How to complete this task → Every entry that appears below is to be output exactly.

[Saved data entries]
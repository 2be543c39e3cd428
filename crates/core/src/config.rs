use serde::Deserialize;

/// Tunables for the dispatch core. The documented defaults match the
/// production constants; every field can be overridden through a `VIGIL_*`
/// environment variable.
#[derive(Debug, Clone, Deserialize)]
pub struct Settings {
    /// Bounded queue length per subscription; oldest entries are evicted
    /// past this point.
    pub queue_capacity: usize,
    /// Alerts returned by a poll when the caller does not ask for a count.
    pub poll_default: usize,
    /// Hard ceiling on a single poll.
    pub poll_max: usize,
    /// Subscription lifetime applied when the subscribe request carries no
    /// parseable duration.
    pub default_ttl_minutes: i64,
    /// Undelivered push messages buffered per connection; further failures
    /// are not buffered once full.
    pub retry_buffer_capacity: usize,
    /// Delivery attempts per buffered message before it is dropped.
    pub max_delivery_attempts: u32,
    /// Idle time after which a connection is considered stale.
    pub stale_after_secs: i64,
    pub expiry_sweep_secs: u64,
    pub connection_sweep_secs: u64,
}

impl Default for Settings {
    fn default() -> Self {
        Self {
            queue_capacity: 1000,
            poll_default: 50,
            poll_max: 100,
            default_ttl_minutes: 240,
            retry_buffer_capacity: 10,
            max_delivery_attempts: 3,
            stale_after_secs: 300,
            expiry_sweep_secs: 60,
            connection_sweep_secs: 30,
        }
    }
}

impl Settings {
    pub fn from_env() -> Self {
        let defaults = Settings::default();
        Self {
            queue_capacity: env_or("VIGIL_QUEUE_CAPACITY", defaults.queue_capacity),
            poll_default: env_or("VIGIL_POLL_DEFAULT", defaults.poll_default),
            poll_max: env_or("VIGIL_POLL_MAX", defaults.poll_max),
            default_ttl_minutes: env_or("VIGIL_DEFAULT_TTL_MINUTES", defaults.default_ttl_minutes),
            retry_buffer_capacity: env_or(
                "VIGIL_RETRY_BUFFER_CAPACITY",
                defaults.retry_buffer_capacity,
            ),
            max_delivery_attempts: env_or(
                "VIGIL_MAX_DELIVERY_ATTEMPTS",
                defaults.max_delivery_attempts,
            ),
            stale_after_secs: env_or("VIGIL_STALE_AFTER_SECS", defaults.stale_after_secs),
            expiry_sweep_secs: env_or("VIGIL_EXPIRY_SWEEP_SECS", defaults.expiry_sweep_secs),
            connection_sweep_secs: env_or(
                "VIGIL_CONNECTION_SWEEP_SECS",
                defaults.connection_sweep_secs,
            ),
        }
    }

    pub fn default_ttl(&self) -> chrono::Duration {
        chrono::Duration::minutes(self.default_ttl_minutes)
    }

    pub fn stale_after(&self) -> chrono::Duration {
        chrono::Duration::seconds(self.stale_after_secs)
    }

    pub fn expiry_sweep_interval(&self) -> std::time::Duration {
        std::time::Duration::from_secs(self.expiry_sweep_secs)
    }

    pub fn connection_sweep_interval(&self) -> std::time::Duration {
        std::time::Duration::from_secs(self.connection_sweep_secs)
    }
}

fn env_or<T: std::str::FromStr>(key: &str, fallback: T) -> T {
    std::env::var(key)
        .ok()
        .and_then(|value| value.parse().ok())
        .unwrap_or(fallback)
}
pub mod alert;
pub mod config;
pub mod error;
pub mod normalize;
pub mod ttl;

pub use alert::{Alert, AlertType, ImmediateDetails, IntelligenceDetails, VerificationDetails};
pub use config::Settings;
pub use error::{DeliveryFailure, DispatchError};
pub use normalize::{RawAlertInput, RawTransaction};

Written reply →
repository 2be543c39e3cd428
filename crates/core/src/config.rs
use serde::Deserialize;

/// Tunables for the dispatch core. The documented defaults match the
/// production constants; every field can be overridden through a `VIGIL_*`
/// environment variable.
#[derive(Debug, Clone, Deserialize)]
pub struct Settings {
    /// Bounded queue length per subscription; oldest entries are evicted
    /// past this point.
    pub queue_capacity: usize,
    /// Alerts returned by a poll when the caller does not ask for a count.
    pub poll_default: usize,
    /// Hard ceiling on a single poll.
    pub poll_max: usize,
    /// Subscription lifetime applied when the subscribe request carries no
    /// parseable duration.
    pub default_ttl_minutes: i64,
    /// Undelivered push messages buffered per connection; further failures
    /// are not buffered once full.
    pub retry_buffer_capacity: usize,
    /// Delivery attempts per buffered message before it is dropped.
    pub max_delivery_attempts: u32,
    /// Idle time after which a connection is considered stale.
    pub stale_after_secs: i64,
    pub expiry_sweep_secs: u64,
    pub connection_sweep_secs: u64,
}

impl Default for Settings {
    fn default() -> Self {
        Self {
            queue_capacity: 1000,
            poll_default: 50,
            poll_max: 100,
            default_ttl_minutes: 240,
            retry_buffer_capacity: 10,
            max_delivery_attempts: 3,
            stale_after_secs: 300,
            expiry_sweep_secs: 60,
            connection_sweep_secs: 30,
        }
    }
}

impl Settings {
    pub fn from_env() -> Self {
        let defaults = Settings::default();
        Self {
            queue_capacity: env_or("VIGIL_QUEUE_CAPACITY", defaults.queue_capacity),
            poll_default: env_or("VIGIL_POLL_DEFAULT", defaults.poll_default),
            poll_max: env_or("VIGIL_POLL_MAX", defaults.poll_max),
            default_ttl_minutes: env_or("VIGIL_DEFAULT_TTL_MINUTES", defaults.default_ttl_minutes),
            retry_buffer_capacity: env_or(
                "VIGIL_RETRY_BUFFER_CAPACITY",
                defaults.retry_buffer_capacity,
            ),
            max_delivery_attempts: env_or(
                "VIGIL_MAX_DELIVERY_ATTEMPTS",
                defaults.max_delivery_attempts,
            ),
            stale_after_secs: env_or("VIGIL_STALE_AFTER_SECS", defaults.stale_after_secs),
            expiry_sweep_secs: env_or("VIGIL_EXPIRY_SWEEP_SECS", defaults.expiry_sweep_secs),
            connection_sweep_secs: env_or(
                "VIGIL_CONNECTION_SWEEP_SECS",
                defaults.connection_sweep_secs,
            ),
        }
    }

    pub fn default_ttl(&self) -> chrono::Duration {
        chrono::Duration::minutes(self.default_ttl_minutes)
    }

    pub fn stale_after(&self) -> chrono::Duration {
        chrono::Duration::seconds(self.stale_after_secs)
    }

    pub fn expiry_sweep_interval(&self) -> std::time::Duration {
        std::time::Duration::from_secs(self.expiry_sweep_secs)
    }

    pub fn connection_sweep_interval(&self) -> std::time::Duration {
        std::time::Duration::from_secs(self.connection_sweep_secs)
    }
}

fn env_or<T: std::str::FromStr>(key: &str, fallback: T) -> T {
    std::env::var(key)
        .ok()
        .and_then(|value| value.parse().ok())
        .unwrap_or(fallback)
}
pub mod alert;
pub mod config;
pub mod error;
pub mod normalize;
pub mod ttl;

pub use alert::{Alert, AlertType, ImmediateDetails, IntelligenceDetails, VerificationDetails};
pub use config::Settings;
pub use error::{DeliveryFailure, DispatchError};
pub use normalize::{RawAlertInput, RawTransaction};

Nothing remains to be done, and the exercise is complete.